When I first learned of my dad's Alzheimer's diagnosis, it felt like the world had stopped spinning. Suddenly, all the plans and dreams my dad had for himself and our family were put on hold. I knew that eventually, he would no longer be the same person I had grown up with.

My dad, a proud Air Force veteran turned successful small business owner and talented writer, was a poet, had freelance articles published in Texas Monthly, and was the first Black reporter at the El Paso Times newspaper. In my eyes, he was the smartest man in the world! It's heartbreaking to see someone I once viewed as the smartest man in the world struggle with seemingly simple tasks like eating or bathing.

It was even more difficult to watch my dad become increasingly dependent on me and my mom. As he lost his ability to perform everyday tasks, we had to step in and help him. I was constantly reminded that this was only the beginning of my dad's decline, and that things would only become more difficult as the disease progressed.

It was a difficult realization to come to terms with, and it was hard not to feel overwhelmed by the feeling of dread and uncertainty.

In the midst of my grief, I also felt a sense of responsibility to care for my dad and to make sure he was comfortable and dignified despite his condition. I knew that I had to be strong for him and for our family, and I was determined to do whatever it took to make sure he was taken care of.

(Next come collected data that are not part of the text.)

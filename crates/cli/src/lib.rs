//! Command-line support shared by the ingress-nginx kubectl plugin.
//!
//! At the moment this is the logging configuration: the plugin writes its
//! primary output (tables, URLs, certificates) to stdout, so diagnostics are
//! routed elsewhere by [`config::LogConfig`].

pub mod config;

Although it’s a painful and difficult experience, I'm grateful for the time I’m able to spend with my dad as a caregiver. His Alzheimer's diagnosis will always be a part of my life and our family's story, but it has also been a reminder of the love and resilience we all possess.

My experience with Alzheimer's has inspired me to become an advocate and to help raise awareness of the disease. From the support groups I've attended to the conversations I've had with other caregivers, I've been able to learn more about the struggles and triumphs that come with being a caregiver. I believe it's important to share our stories and to provide support to each other, so that no one has to go through this journey alone. I hope that by talking about Alzheimer's, I can help to reduce the stigma associated with it and make sure that people affected by the disease are provided the care and respect they deserve.

This year, I'm participating in The Alzheimer’s Associations “The Longest Day” campaign to bring awareness to the darkness of Alzheimer’s disease.

It is important to remember that although Alzheimer's can bring darkness into our lives, there is always hope. Through support networks and advocacy, we can make sure that people impacted by Alzheimer's are provided the care and respect they deserve. We can also find strength in the moments of joy, love, and connection that can still be found even in the face of such a diagnosis.

"Hi, my name is Jessicca Cason and I have been a part of the Alzheimer’s Association since 2006, so, many many years of learning, supporting, and educating those going through their Alzheimer’s and dementia journey.

It started out as a job for me out of Angelo State University- my first real job. I learned so much so quickly about dementia and Alzheimer’s, and I truly fell in love with the community that surrounds this disease.

It became personal for me in 2008 when my grandfather was diagnosed with Alzheimer’s, and all of that knowledge that I had as “the professional” or “the expert” went out the window because I didn’t know what to do anymore…so we very strongly relied on the Alzheimer’s Association . My mom and I went to every support group that we could find, and we went to every education program that we could, just really immerse ourselves in information and get the knowledge that we needed to be good caregivers and care partners, even to each other. We did lose my grandfather in 2014 to Alzheimer’s disease, but I have continued to fight and to serve the organization because there’s so many others that are continuing to go through their journey and I want them to know that they’re not alone, and that there are others there to support them and to encourage them and to get them the resources they need.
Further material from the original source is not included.